Activity: Filter out every line below that lacks "viewport", and copy the rest.

** Opening Given data block **

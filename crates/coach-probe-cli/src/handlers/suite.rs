//! Test command handler: run a suite and write its reports

use coach_probe::mock::{MockPage, MockPageFactory};
use coach_probe::{Scenario, ScenarioRunner, SuiteConfig, SuiteReport};

use super::{load_target_config, process_env};
use crate::commands::TestArgs;
use crate::config::CliConfig;
use crate::error::{CliError, CliResult};
use crate::output::{OutputFormat, ProgressReporter};

/// Suite config for a test run, with flags applied last
pub fn build_suite_config<F>(args: &TestArgs, lookup: F) -> CliResult<SuiteConfig>
where
    F: Fn(&str) -> Option<String>,
{
    let mut config = load_target_config(&args.target, lookup)?;
    if let Some(jobs) = args.jobs {
        config.workers = jobs;
    }
    if let Some(retries) = args.retries {
        config.retries = retries;
    }
    if let Some(dir) = &args.output {
        config.output_dir.clone_from(dir);
    }
    if args.only.is_some() && config.forbid_only {
        return Err(CliError::invalid_argument(
            "--only is not allowed when focused runs are forbidden (CI)",
        ));
    }
    config.validate()?;
    Ok(config)
}

/// Scenarios named by `--only` or matched by `--filter`
pub fn select_scenarios(args: &TestArgs) -> CliResult<Vec<Scenario>> {
    if let Some(name) = &args.only {
        let scenario = name.parse::<Scenario>().map_err(|_| {
            CliError::invalid_argument(format!(
                "unknown scenario {name:?}; run `coach-probe list` to see them"
            ))
        })?;
        return Ok(vec![scenario]);
    }

    let scenarios = Scenario::select(args.filter.as_deref());
    if scenarios.is_empty() {
        return Err(CliError::invalid_argument(format!(
            "no scenario matches {:?}",
            args.filter.as_deref().unwrap_or_default()
        )));
    }
    Ok(scenarios)
}

/// Run the selected scenarios and write reports under the output directory
pub async fn execute_test(cli: &CliConfig, args: &TestArgs) -> CliResult<SuiteReport> {
    let config = build_suite_config(args, process_env)?;
    let scenarios = select_scenarios(args)?;
    let format = OutputFormat::from(args.format);
    let mut reporter = ProgressReporter::new(
        cli.color.should_color(),
        cli.verbosity.is_quiet() || format == OutputFormat::Json,
    );

    reporter.header(&format!("Decision Coach E2E against {}", config.base_url()));
    if config.ci {
        reporter.info("CI detected: serial run with re-runs, focused runs rejected");
    }
    reporter.start_spinner(&format!("running {} scenario(s)", scenarios.len()));
    let report = if args.dry_run {
        Ok(run_dry(config.clone(), &scenarios).await)
    } else {
        run_live(config.clone(), &scenarios, !args.skip_readiness).await
    };
    reporter.finish();
    let report = report?;

    for entry in &report.results {
        reporter.result(entry);
    }
    for path in report.write(&config.output_dir)? {
        tracing::info!(path = %path.display(), "report written");
    }
    reporter.summary(&report);
    if format == OutputFormat::Json {
        println!("{}", report.to_json()?);
    }
    Ok(report)
}

/// Fail when any scenario failed
pub fn ensure_passed(report: &SuiteReport) -> CliResult<()> {
    if report.all_passed() {
        Ok(())
    } else {
        Err(CliError::ScenariosFailed {
            failed: report.failed_count(),
            total: report.total_count(),
        })
    }
}

/// In-memory run against a well-behaved Decision Coach page
async fn run_dry(config: SuiteConfig, scenarios: &[Scenario]) -> SuiteReport {
    let viewport = config.browser.viewport();
    tracing::info!(scenarios = scenarios.len(), "dry run against in-memory page");
    let factory = MockPageFactory::new(move || MockPage::decision_coach(viewport.clone()));
    ScenarioRunner::new(factory, config).run(scenarios).await
}

#[cfg(feature = "browser")]
async fn run_live(
    config: SuiteConfig,
    scenarios: &[Scenario],
    readiness: bool,
) -> CliResult<SuiteReport> {
    let browser = coach_probe::Browser::launch(config.browser.clone()).await?;
    let mut runner = ScenarioRunner::new(browser, config);
    if readiness {
        runner = runner.with_readiness_check()?;
    }
    let report = runner.run(scenarios).await;
    if let Err(e) = runner.into_factory().close().await {
        tracing::warn!(error = %e, "browser did not close cleanly");
    }
    Ok(report)
}

#[cfg(not(feature = "browser"))]
async fn run_live(
    _config: SuiteConfig,
    _scenarios: &[Scenario],
    _readiness: bool,
) -> CliResult<SuiteReport> {
    Err(CliError::Unsupported(
        "browser support not compiled in; rebuild with --features browser or pass --dry-run"
            .to_string(),
    ))
}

** Closing Given data block **

Solved problem:
    let viewport = config.browser.viewport();
    let factory = MockPageFactory::new(move || MockPage::decision_coach(viewport.clone()));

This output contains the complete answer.